Nas últimas décadas, os portugueses habituaram-se à ideia do candidato presidencial orbital. Explico: o candidato visto pelos eleitores, e pelos restantes contendentes à presidência, como predestinado a vencer, pelo contexto, pela sua história ou pelo seu mérito inquestionável. Foi assim Cavaco Silva; foi assim Marcelo Rebelo de Sousa.
Hoje o cenário é outro. A ideia do candidato presidencial orbital morreu de causas naturais. Por um lado, as figuras ligadas à consolidação da democracia portuguesa, orbitais por excelência, vão desaparecendo pela ditadura do tempo. Por outro lado, às figuras que marcaram a vida política do país, nos tempos mais recentes, pouco diz a cadeira de Presidente.

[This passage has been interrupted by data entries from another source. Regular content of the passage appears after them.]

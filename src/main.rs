//! prci-runner - CI job entry point
//!
//! Provisions the configured vagrant environment, runs the job's command in
//! it and tears it down.

use std::path::PathBuf;

use anyhow::bail;
use prci_runner::{logging, ProvisionedJob, RunnerConfig, Task};
use tracing::instrument::WithSubscriber;
use tracing::{error, info};

const USAGE: &str = "usage: prci-runner <config.yaml> [--no-destroy]";

#[derive(Debug)]
struct Args {
    config: PathBuf,
    no_destroy: bool,
}

fn parse_args(args: impl IntoIterator<Item = String>) -> anyhow::Result<Args> {
    let mut config = None;
    let mut no_destroy = false;
    for arg in args {
        match arg.as_str() {
            "--no-destroy" => no_destroy = true,
            "-h" | "--help" => bail!(USAGE),
            flag if flag.starts_with('-') => bail!("unknown option {}\n{}", flag, USAGE),
            _ if config.is_some() => bail!("unexpected argument {}\n{}", arg, USAGE),
            _ => config = Some(PathBuf::from(arg)),
        }
    }
    match config {
        Some(config) => Ok(Args { config, no_destroy }),
        None => bail!(USAGE),
    }
}

fn main() -> anyhow::Result<()> {
    let args = parse_args(std::env::args().skip(1))?;

    let runtime = tokio::runtime::Builder::new_multi_thread()
        .enable_all()
        .build()?;
    runtime.block_on(async_main(args))
}

async fn async_main(args: Args) -> anyhow::Result<()> {
    let mut config = RunnerConfig::load(&args.config)?;
    if args.no_destroy {
        config.no_destroy = true;
    }

    let dispatch = logging::dispatch(&config.log_file)?;
    run(config).with_subscriber(dispatch).await
}

async fn run(config: RunnerConfig) -> anyhow::Result<()> {
    info!(
        "Loaded configuration: box={} topology={:?} workdir={}",
        config.vagrant_box,
        config.topology,
        config.workdir.display()
    );

    let task = Task::new(ProvisionedJob::from_config(&config)).unbounded();
    match task.invoke().await {
        Ok(()) => {
            info!("Job finished");
            Ok(())
        }
        Err(err) => {
            error!("Job failed: {}", err);
            Err(err.into())
        }
    }
}
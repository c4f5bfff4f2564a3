//! Vagrant box descriptor and where its image lives on disk.

use std::path::{Path, PathBuf};

use serde::{Deserialize, Serialize};

/// Provider used when the configuration does not name one.
pub const DEFAULT_PROVIDER: &str = "libvirt";

/// Replacement vagrant uses for `/` in box names on disk.
const SLASH_ESCAPE: &str = "-VAGRANTSLASH-";

fn default_provider() -> String {
    DEFAULT_PROVIDER.to_string()
}

/// Immutable descriptor of a vagrant box. Every path is derived on demand.
#[derive(Debug, Clone, PartialEq, Eq, Serialize, Deserialize)]
pub struct VagrantBox {
    pub name: String,
    pub version: String,
    #[serde(default = "default_provider")]
    pub provider: String,
}

/// Roots of the two image locations a box touches.
#[derive(Debug, Clone, PartialEq, Eq, Serialize, Deserialize)]
#[serde(default)]
pub struct ImageStore {
    /// Vagrant's box cache.
    pub boxes_dir: PathBuf,
    /// Hypervisor storage pool directory.
    pub images_dir: PathBuf,
}

impl Default for ImageStore {
    fn default() -> Self {
        Self {
            boxes_dir: PathBuf::from("/root/.vagrant.d/boxes"),
            images_dir: PathBuf::from("/var/lib/libvirt/images"),
        }
    }
}

impl VagrantBox {
    pub fn new(name: impl Into<String>, version: impl Into<String>) -> Self {
        Self {
            name: name.into(),
            version: version.into(),
            provider: default_provider(),
        }
    }

    pub fn with_provider(mut self, provider: impl Into<String>) -> Self {
        self.provider = provider.into();
        self
    }

    /// Name safe to use as a single path component.
    pub fn escaped_name(&self) -> String {
        self.name.replace('/', SLASH_ESCAPE)
    }

    /// Where `vagrant box add` leaves the downloaded image.
    pub fn cache_path(&self, store: &ImageStore) -> PathBuf {
        store
            .boxes_dir
            .join(self.escaped_name())
            .join(&self.version)
            .join(&self.provider)
            .join("box.img")
    }

    /// Name the hypervisor gives the imported image.
    pub fn image_name(&self) -> String {
        format!("{}_vagrant_box_image", self.escaped_name())
    }

    /// Where the hypervisor expects the imported image.
    pub fn image_path(&self, store: &ImageStore) -> PathBuf {
        store
            .images_dir
            .join(format!("{}_{}.img", self.image_name(), self.version))
    }

    pub fn is_cached(&self, store: &ImageStore) -> bool {
        exists(&self.cache_path(store))
    }

    pub fn is_imported(&self, store: &ImageStore) -> bool {
        exists(&self.image_path(store))
    }
}

fn exists(path: &Path) -> bool {
    path.try_exists().unwrap_or(false)
}

impl std::fmt::Display for VagrantBox {
    fn fmt(&self, f: &mut std::fmt::Formatter<'_>) -> std::fmt::Result {
        write!(f, "{} {} ({})", self.name, self.version, self.provider)
    }
}
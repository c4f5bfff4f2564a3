//! Subtask bookkeeping.
//!
//! A parent records every subtask before invoking it. The record is what
//! termination walks, so a subtask that is only half started is still
//! reachable when the parent's timeout fires.

use std::sync::{Arc, Mutex};

use tracing::debug;

use super::{Task, TaskError, TaskId};
use crate::util::lock;

/// Ordered list of subtasks a task has invoked so far.
///
/// Shared between the invoking side (which terminates) and the execution
/// context running the work (which appends).
#[derive(Clone, Default)]
pub(crate) struct Subtasks(Arc<Mutex<Vec<Arc<Task>>>>);

impl Subtasks {
    fn record(&self, task: Arc<Task>) {
        lock(&self.0).push(task);
    }

    pub(crate) fn snapshot(&self) -> Vec<Arc<Task>> {
        lock(&self.0).clone()
    }
}

/// Handle passed to [`super::Work::run`]: the parent's view of its own
/// subtask tree.
#[derive(Clone)]
pub struct TaskContext {
    parent: TaskId,
    subtasks: Subtasks,
}

impl TaskContext {
    pub(crate) fn new(parent: TaskId, subtasks: Subtasks) -> Self {
        Self { parent, subtasks }
    }

    /// A context not attached to any running task, for driving workflows
    /// from top-level code.
    pub fn root() -> Self {
        Self::new(TaskId::new(), Subtasks::default())
    }

    /// Record `task` as a subtask, then invoke it.
    ///
    /// The child's outcome, after its own failure policy, is returned
    /// unchanged.
    pub async fn execute_subtask(&self, task: Task) -> Result<(), TaskError> {
        let task = Arc::new(task);
        self.subtasks.record(Arc::clone(&task));
        debug!(parent = %self.parent, subtask = %task.id(), "Recorded subtask {}", task);
        task.invoke().await
    }

    pub fn subtask_labels(&self) -> Vec<String> {
        self.subtasks
            .snapshot()
            .iter()
            .map(|task| task.label().to_string())
            .collect()
    }
}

Começo pelas últimas, leitor. Em condições naturais, Passos Coelho e António Costa seriam os candidatos. Polarizariam o debate e a votação. Confrontariam o país com a escolha entre duas figuras de relevo na vida nacional, um a partir da direita, outro a partir da esquerda. Acontece que nenhum deles, conhecendo o papel fazedor de primeiro-ministro, deseja o papel mediador e cerimonial de Presidente da República.
Faltando os contendentes de primeira linha, surgem os de segunda e de terceira. Não me interprete mal: são figuras que o país conhece e, de parte a parte, valoriza. Mas não são excecionais, como o número de candidatos oficiais e oficiosos demonstra. O que é, para mim, um paradoxo, pois os tempos o são. E são excecionais pelo que hoje carateriza a vida política portuguesa: a disrupção.

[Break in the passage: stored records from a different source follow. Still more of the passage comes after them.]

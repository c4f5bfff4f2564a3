//! Core Task type: a timeout-bounded, cancelable unit of work.
//!
//! # Invariants
//! - `timeout` is fixed at construction and never changes during `invoke()`
//! - a subtask is recorded before it is invoked, so termination always sees it
//! - `invoke()` ends in exactly one of succeeded, failed or timed out

use std::sync::{Arc, Mutex};
use std::time::Duration;

use async_recursion::async_recursion;
use async_trait::async_trait;
use serde::{Deserialize, Serialize};
use tracing::instrument::WithSubscriber;
use tracing::{debug, info};
use uuid::Uuid;

use super::subtask::{Subtasks, TaskContext};
use super::{FailurePolicy, TaskError};
use crate::util::lock;

/// Budget applied to a task unless the constructor says otherwise.
pub const DEFAULT_TIMEOUT: Duration = Duration::from_secs(120);

/// Unique identifier for a task.
///
/// # Properties
/// - Globally unique within an execution context
/// - Immutable once created
#[derive(Debug, Clone, Copy, PartialEq, Eq, Hash, Serialize, Deserialize)]
pub struct TaskId(Uuid);

impl TaskId {
    /// Create a new unique task ID.
    pub fn new() -> Self {
        Self(Uuid::new_v4())
    }
}

impl Default for TaskId {
    fn default() -> Self {
        Self::new()
    }
}

impl std::fmt::Display for TaskId {
    fn fmt(&self, f: &mut std::fmt::Formatter<'_>) -> std::fmt::Result {
        write!(f, "{}", self.0)
    }
}

/// The actual work behind a [`Task`].
///
/// Implementors only supply `run`; timeout enforcement, subtask bookkeeping and
/// termination fan-out live in [`Task`].
#[async_trait]
pub trait Work: Send + Sync + 'static {
    /// Perform the unit of work. Subtasks go through `ctx.execute_subtask`.
    async fn run(&self, ctx: &TaskContext) -> Result<(), TaskError>;

    /// Cancellation hook, run after every recorded subtask was terminated.
    ///
    /// Must be safe to call before `run` started and after it finished.
    async fn terminate(&self) -> Result<(), TaskError> {
        Ok(())
    }

    /// Short human-readable label used in logs and failures.
    fn label(&self) -> String {
        short_type_name::<Self>()
    }
}

/// `my_crate::provision::VagrantUp` -> `VagrantUp`
fn short_type_name<T: ?Sized>() -> String {
    let full = std::any::type_name::<T>();
    let without_generics = full.split('<').next().unwrap_or(full);
    without_generics
        .rsplit("::")
        .next()
        .unwrap_or(without_generics)
        .to_string()
}

/// A schedulable unit of work with a timeout and a subtask tree.
///
/// Owned by whoever invokes it; subtasks are owned by their parent for the
/// duration of the parent's invocation.
pub struct Task {
    id: TaskId,
    label: String,
    work: Arc<dyn Work>,
    timeout: Option<Duration>,
    policy: FailurePolicy,
    subtasks: Subtasks,
    last_failure: Mutex<Option<TaskError>>,
}

impl Task {
    /// Wrap `work` with the default timeout and the propagate policy.
    pub fn new(work: impl Work) -> Self {
        Self::from_shared(Arc::new(work))
    }

    /// Like [`Task::new`] but keeps the caller's handle on the work, e.g. to
    /// read a process exit code afterwards.
    pub fn from_shared(work: Arc<dyn Work>) -> Self {
        Self {
            id: TaskId::new(),
            label: work.label(),
            work,
            timeout: Some(DEFAULT_TIMEOUT),
            policy: FailurePolicy::default(),
            subtasks: Subtasks::default(),
            last_failure: Mutex::new(None),
        }
    }

    /// Set the timeout; `None` means unbounded.
    pub fn with_timeout(mut self, timeout: Option<Duration>) -> Self {
        self.timeout = timeout;
        self
    }

    pub fn unbounded(self) -> Self {
        self.with_timeout(None)
    }

    pub fn with_policy(mut self, policy: FailurePolicy) -> Self {
        self.policy = policy;
        self
    }

    /// Failures are logged as warnings and never reach the caller.
    pub fn best_effort(self) -> Self {
        self.with_policy(FailurePolicy::BestEffort)
    }

    pub fn id(&self) -> TaskId {
        self.id
    }

    pub fn label(&self) -> &str {
        &self.label
    }

    pub fn timeout(&self) -> Option<Duration> {
        self.timeout
    }

    pub fn policy(&self) -> FailurePolicy {
        self.policy
    }

    /// Subtasks invoked so far, in invocation order.
    pub fn subtasks(&self) -> Vec<Arc<Task>> {
        self.subtasks.snapshot()
    }

    /// The failure captured by the last invocation, even if the policy
    /// swallowed it.
    pub fn last_failure(&self) -> Option<TaskError> {
        lock(&self.last_failure).clone()
    }

    /// Run the work in its own execution context, bounded by the timeout.
    ///
    /// On timeout every recorded subtask and then the work itself are
    /// terminated, the execution context is awaited to its end, and the
    /// result is a [`TaskError::Timeout`] whatever the work returned.
    pub async fn invoke(&self) -> Result<(), TaskError> {
        let outcome = self.run_bounded().await;
        if let Err(err) = &outcome {
            *lock(&self.last_failure) = Some(err.clone());
        }
        self.policy.apply(outcome)
    }

    async fn run_bounded(&self) -> Result<(), TaskError> {
        info!(task_id = %self.id, "Executing: {}", self.label);

        let work = Arc::clone(&self.work);
        let ctx = TaskContext::new(self.id, self.subtasks.clone());
        let mut handle = tokio::spawn(
            async move { work.run(&ctx).await }.with_current_subscriber(),
        );

        let joined = match self.timeout {
            None => (&mut handle).await,
            Some(limit) => match tokio::time::timeout(limit, &mut handle).await {
                Ok(joined) => joined,
                Err(_) => {
                    debug!(task_id = %self.id, "{} exceeded {:?}, terminating", self.label, limit);
                    let terminated = self.terminate().await;
                    // Outcome of the work is superseded by the timeout.
                    let _ = handle.await;
                    terminated?;
                    return Err(TaskError::timeout(self.label.clone(), limit));
                }
            },
        };

        joined.unwrap_or_else(|join_err| {
            Err(TaskError::failed_with(
                self.label.clone(),
                format!("execution context ended abnormally: {}", join_err),
            ))
        })
    }

    /// Terminate every recorded subtask (depth first), then run the work's
    /// own cancellation hook.
    ///
    /// Safe on a task that never started or already finished.
    #[async_recursion]
    pub async fn terminate(&self) -> Result<(), TaskError> {
        for subtask in self.subtasks.snapshot() {
            subtask.terminate().await?;
        }
        self.work.terminate().await
    }
}

impl std::fmt::Display for Task {
    fn fmt(&self, f: &mut std::fmt::Formatter<'_>) -> std::fmt::Result {
        f.write_str(&self.label)
    }
}

impl std::fmt::Debug for Task {
    fn fmt(&self, f: &mut std::fmt::Formatter<'_>) -> std::fmt::Result {
        f.debug_struct("Task")
            .field("id", &self.id)
            .field("label", &self.label)
            .field("timeout", &self.timeout)
            .field("policy", &self.policy)
            .finish()
    }
}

É a instabilidade e a novidade que hoje pautam o cenário político. E não só na vida parlamentar e no comportamento dos partidos, mas também nos procedimentos formais e no funcionamento das instituições. Precisamente onde o Presidente da República, guardião da Constituição, mais tem a dizer e a fazer.

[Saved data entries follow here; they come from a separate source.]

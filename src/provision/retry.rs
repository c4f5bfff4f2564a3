//! Bounded retry for flaky provisioning steps.
//!
//! Only failure kinds listed by the caller are retried; each suppressed
//! failure is logged. The last failure is handed back so the caller decides
//! whether to proceed anyway.

use std::future::Future;

use tracing::{info, warn};

use crate::task::{FailureKind, TaskError};

/// Kinds worth another attempt: the command ran and failed, or hung.
pub const TRANSIENT: &[FailureKind] = &[FailureKind::Process, FailureKind::Timeout];

/// Run `attempt` up to `times` times, stopping at the first success.
///
/// A failure whose kind is not in `retry_on` ends the loop immediately.
pub async fn attempts<F, Fut>(
    times: u32,
    what: &str,
    retry_on: &[FailureKind],
    mut attempt: F,
) -> Result<(), TaskError>
where
    F: FnMut() -> Fut,
    Fut: Future<Output = Result<(), TaskError>>,
{
    let mut last = None;
    for n in 1..=times {
        match attempt().await {
            Ok(()) => {
                if n > 1 {
                    info!("{} succeeded on attempt {}/{}", what, n, times);
                }
                return Ok(());
            }
            Err(err) if retry_on.contains(&err.kind()) => {
                warn!(
                    attempt = n,
                    kind = %err.kind(),
                    "{} failed on attempt {}/{}: {}",
                    what,
                    n,
                    times,
                    err
                );
                last = Some(err);
            }
            Err(err) => {
                warn!(kind = %err.kind(), "{} failed, not retrying: {}", what, err);
                return Err(err);
            }
        }
    }
    Err(last.unwrap_or_else(|| TaskError::failed_with(what, "no attempts made")))
}

#[cfg(test)]
mod tests {
    use super::*;
    use std::cell::Cell;

    #[tokio::test]
    async fn stops_at_first_success() {
        let calls = Cell::new(0);
        let out = attempts(3, "up", TRANSIENT, || {
            calls.set(calls.get() + 1);
            let n = calls.get();
            async move {
                if n < 2 {
                    Err(TaskError::process("up", 1))
                } else {
                    Ok(())
                }
            }
        })
        .await;
        assert!(out.is_ok());
        assert_eq!(calls.get(), 2);
    }

    #[tokio::test]
    async fn returns_last_failure_after_exhausting_attempts() {
        let calls = Cell::new(0);
        let err = attempts(3, "up", TRANSIENT, || {
            calls.set(calls.get() + 1);
            let code = calls.get();
            async move { Err(TaskError::process("up", code)) }
        })
        .await
        .unwrap_err();
        assert_eq!(calls.get(), 3);
        assert_eq!(err.exit_code(), Some(3));
    }

    #[tokio::test]
    async fn other_kinds_are_not_retried() {
        let calls = Cell::new(0);
        let err = attempts(3, "up", TRANSIENT, || {
            calls.set(calls.get() + 1);
            async { Err(TaskError::failed("up")) }
        })
        .await
        .unwrap_err();
        assert_eq!(calls.get(), 1);
        assert_eq!(err.kind(), FailureKind::Failed);
    }

    #[tokio::test]
    async fn zero_attempts_is_a_failure() {
        let err = attempts(0, "up", TRANSIENT, || async { Ok(()) })
            .await
            .unwrap_err();
        assert!(err.to_string().contains("no attempts made"));
    }
}
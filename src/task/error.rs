//! Failure taxonomy for task execution.
//!
//! Every failure names the task that produced it (its display label) so the
//! final propagated error is enough to tell which step of a run went wrong.

use std::time::Duration;

/// Message used when a task fails without saying why.
pub const DEFAULT_FAILURE_MESSAGE: &str = "execution failed";

/// Errors that can occur while invoking a task.
#[derive(Debug, Clone, PartialEq, Eq, thiserror::Error)]
pub enum TaskError {
    /// Any failure raised by the work itself.
    #[error("{task} {message}")]
    Failed { task: String, message: String },

    /// The work did not finish within its budget.
    ///
    /// Whatever the work itself returned afterwards is discarded.
    #[error("{task} timed out after {timeout:?}")]
    Timeout { task: String, timeout: Duration },

    /// The external command finished with a nonzero exit code.
    #[error("{task} exited with error code {code}")]
    Process { task: String, code: i32 },
}

/// Coarse classification of a [`TaskError`], used for logging and retry
/// decisions.
#[derive(Debug, Clone, Copy, PartialEq, Eq)]
pub enum FailureKind {
    Failed,
    Timeout,
    Process,
}

impl std::fmt::Display for FailureKind {
    fn fmt(&self, f: &mut std::fmt::Formatter<'_>) -> std::fmt::Result {
        let name = match self {
            FailureKind::Failed => "failure",
            FailureKind::Timeout => "timeout",
            FailureKind::Process => "process failure",
        };
        f.write_str(name)
    }
}

impl TaskError {
    /// Generic failure with the default message.
    pub fn failed(task: impl Into<String>) -> Self {
        Self::Failed {
            task: task.into(),
            message: DEFAULT_FAILURE_MESSAGE.to_string(),
        }
    }

    /// Generic failure with an explicit message.
    pub fn failed_with(task: impl Into<String>, message: impl Into<String>) -> Self {
        Self::Failed {
            task: task.into(),
            message: message.into(),
        }
    }

    pub fn timeout(task: impl Into<String>, timeout: Duration) -> Self {
        Self::Timeout {
            task: task.into(),
            timeout,
        }
    }

    pub fn process(task: impl Into<String>, code: i32) -> Self {
        Self::Process {
            task: task.into(),
            code,
        }
    }

    /// Label of the task that produced this failure.
    pub fn task(&self) -> &str {
        match self {
            TaskError::Failed { task, .. }
            | TaskError::Timeout { task, .. }
            | TaskError::Process { task, .. } => task,
        }
    }

    pub fn kind(&self) -> FailureKind {
        match self {
            TaskError::Failed { .. } => FailureKind::Failed,
            TaskError::Timeout { .. } => FailureKind::Timeout,
            TaskError::Process { .. } => FailureKind::Process,
        }
    }

    /// Exit code carried by a process failure.
    pub fn exit_code(&self) -> Option<i32> {
        match self {
            TaskError::Process { code, .. } => Some(*code),
            _ => None,
        }
    }
}
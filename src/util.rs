//! Shared utility functions used across the codebase.

use std::sync::{Mutex, MutexGuard};

/// Parse a boolean flag the way environment overrides spell it.
///
/// Recognises `1`, `true`, `yes`, `y`, `on` (case-insensitive) as `true`;
/// everything else maps to `false`.
pub fn parse_bool(value: &str) -> bool {
    matches!(
        value.trim().to_lowercase().as_str(),
        "1" | "true" | "yes" | "y" | "on"
    )
}

/// Lock a mutex, recovering the data if a panicking holder poisoned it.
///
/// Guarded values here are plain bookkeeping (pids, subtask lists) that stay
/// consistent even if a holder panicked.
pub(crate) fn lock<T>(mutex: &Mutex<T>) -> MutexGuard<'_, T> {
    mutex
        .lock()
        .unwrap_or_else(|poisoned| poisoned.into_inner())
}

#[cfg(test)]
mod tests {
    use super::*;

    #[test]
    fn parse_bool_accepts_common_spellings() {
        for value in ["1", "true", "YES", " y ", "On"] {
            assert!(parse_bool(value), "{}", value);
        }
        for value in ["0", "false", "no", "", "maybe"] {
            assert!(!parse_bool(value), "{}", value);
        }
    }

    #[test]
    fn lock_recovers_from_poison() {
        let mutex = std::sync::Arc::new(Mutex::new(1));
        let clone = std::sync::Arc::clone(&mutex);
        let _ = std::thread::spawn(move || {
            let _guard = clone.lock().unwrap();
            panic!("poison");
        })
        .join();
        assert_eq!(*lock(&mutex), 1);
    }
}
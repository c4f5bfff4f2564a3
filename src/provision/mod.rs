//! Vagrant-based test environments.
//!
//! - `vagrant_box`: where boxes and hypervisor images live on disk
//! - `primitives`: single lifecycle steps (download, up, provision, teardown)
//! - `inventory`: ansible inventory rewriting for windows hosts
//! - `retry`: bounded retry of flaky steps
//! - `workflow`: setup, body, teardown for each topology

mod inventory;
mod primitives;
pub mod retry;
mod vagrant_box;
mod workflow;

pub use inventory::{partition, PartitionInventory, PrepareInventory, INVENTORY_PATH, WINDOWS_ROLES};
pub use primitives::{
    BoxDownload, ProvisionDirectoryRoles, Teardown, Toolbox, VagrantProvision, VagrantUp,
};
pub use vagrant_box::{ImageStore, VagrantBox, DEFAULT_PROVIDER};
pub use workflow::{
    Stage, Topology, Workflow, DIRECTORY_MEMBERS, DIRECTORY_ROOTS, DIRECTORY_ROOT_ATTEMPTS,
};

Nos próximos anos, a figura de Presidente terá um revés. O quadro é outro. O Chega é hoje líder da oposição e o Partido Socialista está ainda em reorganização. O sistema partidário alterou-se como nunca, desde 1974, o que coloca desafios ao principal poder informal do Presidente: o famoso magistério de influência. A influência do Presidente, em tempos de mau olhado para as instituições tradicionais da democracia, perdeu alcance.
Também as formas de comunicação se alteraram por completo. Se antes se prestigiava a intermediação pelos órgãos de imprensa e pelos canais oficiais do Estado, hoje a comunicação é o mais direta possível, pessoa a pessoa, pelas redes sociais. Neste plano, o tradicional papel de liderança da opinião pública, por parte do Presidente da República, tem desafios à porta.O que não implica arrombá-la; implica ajustes. De forma e de imagem.
Espera-se um Presidente de palavra mais rara, para que a valorize mais, e mais contido nos comportamentos públicos. É o que acho, leitor: os portugueses não desejam um anti-Marcelo; desejam um alter-Marcelo. Um modelo alternativo e não a sua negação completa, pois ainda prezam um Presidente moderado e central no espectro político, como Marcelo, querendo outro modus operandi que não o seu. É nesse plano que os principais candidatos, oficiais e oficiosos, se apresentam. Moderados, sim, mas distantes de Marcelo na forma hiperativa.
Perdendo-se a lógica do candidato presidencial orbital, vencedor à partida e dominador da discussão, surge um caminho de primárias. Pelo voto popular, filtrar-se-ão os candidatos para uma segunda volta em que a escolha se resume a este ou aquele. Com nomes ainda por definir, serão diferentes em tudo, menos num parâmetro. Em tempos de vida política incandescente, quer-se um Presidente com gelo nos pulsos. Estável e previsível. Mais dos bastidores que do palco. Por isso, as novas presidenciais serão a alta temperatura, mas não o resultado.
No fim, julgo que o que tem que ser terá muita força: os serenos quadros de Eduardo Viana terão a companhia de um novo Presidente ameno.